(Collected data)
"""

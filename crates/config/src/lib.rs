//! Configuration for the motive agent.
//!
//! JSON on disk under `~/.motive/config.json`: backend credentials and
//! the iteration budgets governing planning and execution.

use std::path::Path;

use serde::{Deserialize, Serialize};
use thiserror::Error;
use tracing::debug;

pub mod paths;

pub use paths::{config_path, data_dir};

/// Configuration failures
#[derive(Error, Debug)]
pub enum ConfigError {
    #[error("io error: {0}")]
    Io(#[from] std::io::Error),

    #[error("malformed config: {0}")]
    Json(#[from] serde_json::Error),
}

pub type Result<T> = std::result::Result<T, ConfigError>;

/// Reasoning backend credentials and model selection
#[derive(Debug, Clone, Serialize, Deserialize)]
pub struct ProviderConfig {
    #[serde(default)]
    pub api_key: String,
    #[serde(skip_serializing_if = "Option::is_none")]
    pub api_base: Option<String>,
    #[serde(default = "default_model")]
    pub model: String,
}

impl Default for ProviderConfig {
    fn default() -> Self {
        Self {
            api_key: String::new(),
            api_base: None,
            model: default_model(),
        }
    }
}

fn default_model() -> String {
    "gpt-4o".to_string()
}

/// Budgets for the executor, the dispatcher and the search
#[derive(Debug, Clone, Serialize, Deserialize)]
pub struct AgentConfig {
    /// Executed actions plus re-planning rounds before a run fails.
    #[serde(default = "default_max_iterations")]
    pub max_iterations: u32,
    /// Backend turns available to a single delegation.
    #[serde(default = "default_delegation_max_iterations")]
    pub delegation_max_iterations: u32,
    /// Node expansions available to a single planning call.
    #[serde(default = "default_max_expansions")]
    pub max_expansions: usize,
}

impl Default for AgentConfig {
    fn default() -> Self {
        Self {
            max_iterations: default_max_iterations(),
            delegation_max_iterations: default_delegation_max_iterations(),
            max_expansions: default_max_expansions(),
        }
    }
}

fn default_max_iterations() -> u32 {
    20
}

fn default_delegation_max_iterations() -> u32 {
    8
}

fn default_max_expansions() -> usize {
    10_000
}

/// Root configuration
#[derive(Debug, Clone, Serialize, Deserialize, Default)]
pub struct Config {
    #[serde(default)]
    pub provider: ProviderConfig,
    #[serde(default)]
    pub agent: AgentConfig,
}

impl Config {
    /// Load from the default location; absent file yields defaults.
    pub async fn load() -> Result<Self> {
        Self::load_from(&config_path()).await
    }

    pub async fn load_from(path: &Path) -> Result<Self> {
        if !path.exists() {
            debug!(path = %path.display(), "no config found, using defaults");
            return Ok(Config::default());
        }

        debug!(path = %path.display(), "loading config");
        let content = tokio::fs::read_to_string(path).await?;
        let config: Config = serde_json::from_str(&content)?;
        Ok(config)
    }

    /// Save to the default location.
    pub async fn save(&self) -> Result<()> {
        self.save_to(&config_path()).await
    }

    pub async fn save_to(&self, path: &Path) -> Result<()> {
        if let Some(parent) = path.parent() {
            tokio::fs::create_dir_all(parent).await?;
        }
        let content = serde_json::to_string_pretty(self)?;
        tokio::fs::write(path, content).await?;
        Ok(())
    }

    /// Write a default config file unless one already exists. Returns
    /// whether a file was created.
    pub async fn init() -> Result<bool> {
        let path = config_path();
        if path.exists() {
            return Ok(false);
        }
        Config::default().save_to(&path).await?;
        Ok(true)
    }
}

"""

▶ **Task item**
The line containing "pub type Result<T>" marks the end: copy exactly every line from the top of the data above down to it, that line included.

▶ **Task response**
filename crates/config/src/lib.rs
//! Configuration for the motive agent.
//!
//! JSON on disk under `~/.motive/config.json`: backend credentials and
//! the iteration budgets governing planning and execution.

use std::path::Path;

use serde::{Deserialize, Serialize};
use thiserror::Error;
use tracing::debug;

pub mod paths;

pub use paths::{config_path, data_dir};

/// Configuration failures
#[derive(Error, Debug)]
pub enum ConfigError {
    #[error("io error: {0}")]
    Io(#[from] std::io::Error),

    #[error("malformed config: {0}")]
    Json(#[from] serde_json::Error),
}

pub type Result<T> = std::result::Result<T, ConfigError>;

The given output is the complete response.